Anne Desjardins (born 1951) is a Canadian chef and Knight of the National Order of Quebec. She is known for her use of and promotion of local ingredients and produce in her cooking.

She was born in Montreal, Quebec in 1951. She studied geography at the University of Quebec at Montreal before becoming a self-taught chef when she moved to Quebec City.

Desjardins was head chef at restaurant L’eau à la bouche in Sainte-Adèle in Quebec, for 35 years, which she opened with her husband Pierre Audette in 1979 and where her eldest son, Emmanuel, was sous-chef. It was named the best restaurant in the Montreal area by Gourmet Magazine three times. After the closure of the restaurant in April 2013, she joined the restaurant La Coupole in Hôtel Le Crystal in Montreal as a consultant.
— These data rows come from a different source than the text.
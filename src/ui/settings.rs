// SPDX-License-Identifier: MPL-2.0
//! Settings drawer: language, theme mode, accessibility, learning mode.
//!
//! The drawer is a modal panel; while it is open, keyboard focus cycles
//! through its controls (see [`crate::ui::panel`]). Every change applies
//! immediately and persists through the config file.

use crate::i18n::fluent::I18n;
use crate::ui::design_tokens::{sizing, spacing, typography};
use crate::ui::panel::FocusTarget;
use crate::ui::styles;
use crate::ui::theming::ThemeMode;
use iced::widget::{button, checkbox, slider, Column, Container, Row, Text};
use iced::{Element, Length};
use unic_langid::LanguageIdentifier;

/// Font scale bounds, percent of the base size.
pub const FONT_SIZE_MIN: u16 = 80;
pub const FONT_SIZE_MAX: u16 = 150;

/// The focus ring of the drawer's controls, in visual order.
#[must_use]
pub fn focus_ring() -> Vec<FocusTarget> {
    vec![
        FocusTarget::DrawerClose,
        FocusTarget::DrawerLanguage,
        FocusTarget::DrawerThemeMode,
        FocusTarget::DrawerHighContrast,
        FocusTarget::DrawerFontSize,
        FocusTarget::DrawerReducedMotion,
        FocusTarget::DrawerLearningMode,
    ]
}

/// Contextual data needed to render the drawer.
pub struct ViewContext<'a> {
    pub i18n: &'a I18n,
    pub theme_mode: ThemeMode,
    pub high_contrast: bool,
    pub font_size_percent: u16,
    pub reduced_motion: bool,
    pub learning_enabled: bool,
    pub focused: Option<FocusTarget>,
}

/// Messages emitted by the drawer.
#[derive(Debug, Clone)]
pub enum Message {
    Close,
    LanguageSelected(LanguageIdentifier),
    ThemeModeSelected(ThemeMode),
    HighContrastToggled(bool),
    FontSizeChanged(u16),
    ReducedMotionToggled(bool),
    LearningToggled(bool),
}

/// Events propagated to the parent application.
#[derive(Debug, Clone)]
pub enum Event {
    Close,
    LanguageSelected(LanguageIdentifier),
    ThemeModeSelected(ThemeMode),
    HighContrastToggled(bool),
    FontSizeChanged(u16),
    ReducedMotionToggled(bool),
    LearningToggled(bool),
}

/// Process a drawer message and return the corresponding event.
pub fn update(message: Message) -> Event {
    match message {
        Message::Close => Event::Close,
        Message::LanguageSelected(locale) => Event::LanguageSelected(locale),
        Message::ThemeModeSelected(mode) => Event::ThemeModeSelected(mode),
        Message::HighContrastToggled(on) => Event::HighContrastToggled(on),
        Message::FontSizeChanged(percent) => {
            Event::FontSizeChanged(percent.clamp(FONT_SIZE_MIN, FONT_SIZE_MAX))
        }
        Message::ReducedMotionToggled(on) => Event::ReducedMotionToggled(on),
        Message::LearningToggled(on) => Event::LearningToggled(on),
    }
}

/// Render the settings drawer.
pub fn view<'a>(ctx: ViewContext<'a>) -> Element<'a, Message> {
    let close_style = if ctx.focused == Some(FocusTarget::DrawerClose) {
        styles::button::focused
    } else {
        styles::button::unselected
    };
    let title_row = Row::new()
        .spacing(spacing::SM)
        .push(
            Container::new(Text::new(ctx.i18n.tr("settings-title")).size(typography::TITLE_SM))
                .width(Length::Fill),
        )
        .push(
            button(Text::new("✕").size(typography::BODY))
                .on_press(Message::Close)
                .padding(spacing::XXS)
                .style(close_style),
        );

    let content = Column::new()
        .spacing(spacing::LG)
        .padding(spacing::MD)
        .push(title_row)
        .push(language_section(&ctx))
        .push(theme_section(&ctx))
        .push(accessibility_section(&ctx))
        .push(learning_section(&ctx));

    Container::new(content)
        .width(Length::Fixed(sizing::DRAWER_WIDTH))
        .height(Length::Fill)
        .style(styles::container::panel)
        .into()
}

fn language_section<'a>(ctx: &ViewContext<'a>) -> Element<'a, Message> {
    let mut section = Column::new()
        .spacing(spacing::XS)
        .push(Text::new(ctx.i18n.tr("select-language-label")).size(typography::BODY));

    for locale in &ctx.i18n.available_locales {
        let display_name = locale.to_string();

        // Check for a translated language name, e.g. "language-name-en-US"
        let translated_name = ctx.i18n.tr(&format!("language-name-{}", locale));
        let button_text = if translated_name.starts_with("MISSING:") {
            display_name
        } else {
            format!("{} ({})", translated_name, display_name)
        };

        let style = if ctx.i18n.current_locale() == locale {
            styles::button::selected
        } else if ctx.focused == Some(FocusTarget::DrawerLanguage) {
            styles::button::focused
        } else {
            styles::button::unselected
        };

        section = section.push(
            button(Text::new(button_text).size(typography::BODY_SM))
                .on_press(Message::LanguageSelected(locale.clone()))
                .padding([spacing::XXS, spacing::XS])
                .style(style),
        );
    }

    section.into()
}

fn theme_section<'a>(ctx: &ViewContext<'a>) -> Element<'a, Message> {
    let mut modes = Row::new().spacing(spacing::XXS);
    for (mode, key) in [
        (ThemeMode::Light, "settings-theme-light"),
        (ThemeMode::Dark, "settings-theme-dark"),
        (ThemeMode::System, "settings-theme-system"),
    ] {
        let style = if mode == ctx.theme_mode {
            styles::button::selected
        } else if ctx.focused == Some(FocusTarget::DrawerThemeMode) {
            styles::button::focused
        } else {
            styles::button::unselected
        };
        modes = modes.push(
            button(Text::new(ctx.i18n.tr(key)).size(typography::BODY_SM))
                .on_press(Message::ThemeModeSelected(mode))
                .padding([spacing::XXS, spacing::XS])
                .style(style),
        );
    }

    Column::new()
        .spacing(spacing::XS)
        .push(Text::new(ctx.i18n.tr("settings-theme-label")).size(typography::BODY))
        .push(modes)
        .into()
}

fn accessibility_section<'a>(ctx: &ViewContext<'a>) -> Element<'a, Message> {
    let font_label = Text::new(ctx.i18n.tr_with_args(
        "settings-font-size",
        &[("percent", &ctx.font_size_percent.to_string())],
    ))
    .size(typography::BODY_SM);

    let font_slider = slider(
        f32::from(FONT_SIZE_MIN)..=f32::from(FONT_SIZE_MAX),
        f32::from(ctx.font_size_percent),
        |value| Message::FontSizeChanged(value.round() as u16),
    )
    .step(5.0)
    .width(Length::Fill);

    Column::new()
        .spacing(spacing::XS)
        .push(Text::new(ctx.i18n.tr("settings-accessibility-label")).size(typography::BODY))
        .push(
            checkbox(ctx.high_contrast)
                .label(ctx.i18n.tr("settings-high-contrast"))
                .on_toggle(Message::HighContrastToggled)
                .text_size(typography::BODY_SM),
        )
        .push(
            checkbox(ctx.reduced_motion)
                .label(ctx.i18n.tr("settings-reduced-motion"))
                .on_toggle(Message::ReducedMotionToggled)
                .text_size(typography::BODY_SM),
        )
        .push(font_label)
        .push(font_slider)
        .into()
}

fn learning_section<'a>(ctx: &ViewContext<'a>) -> Element<'a, Message> {
    Column::new()
        .spacing(spacing::XS)
        .push(Text::new(ctx.i18n.tr("settings-learning-label")).size(typography::BODY))
        .push(
            checkbox(ctx.learning_enabled)
                .label(ctx.i18n.tr("settings-learning-toggle"))
                .on_toggle(Message::LearningToggled)
                .text_size(typography::BODY_SM),
        )
        .push(Text::new(ctx.i18n.tr("settings-learning-hint")).size(typography::CAPTION))
        .into()
}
She was awarded the Roger-Champoux prize, and in 2002 she was made Knight of the National Order of Quebec. In 2002, she was also awarded the Renaud-Cyr prize by the Quebec Ministry of Agriculture, Fisheries and Food.

She is the author of several cookbooks, including L’Eau à la bouche: les quatre saisons selon, and makes regular appearances on television. She also gives cooking classes at L'Académie Culinaire in Montreal.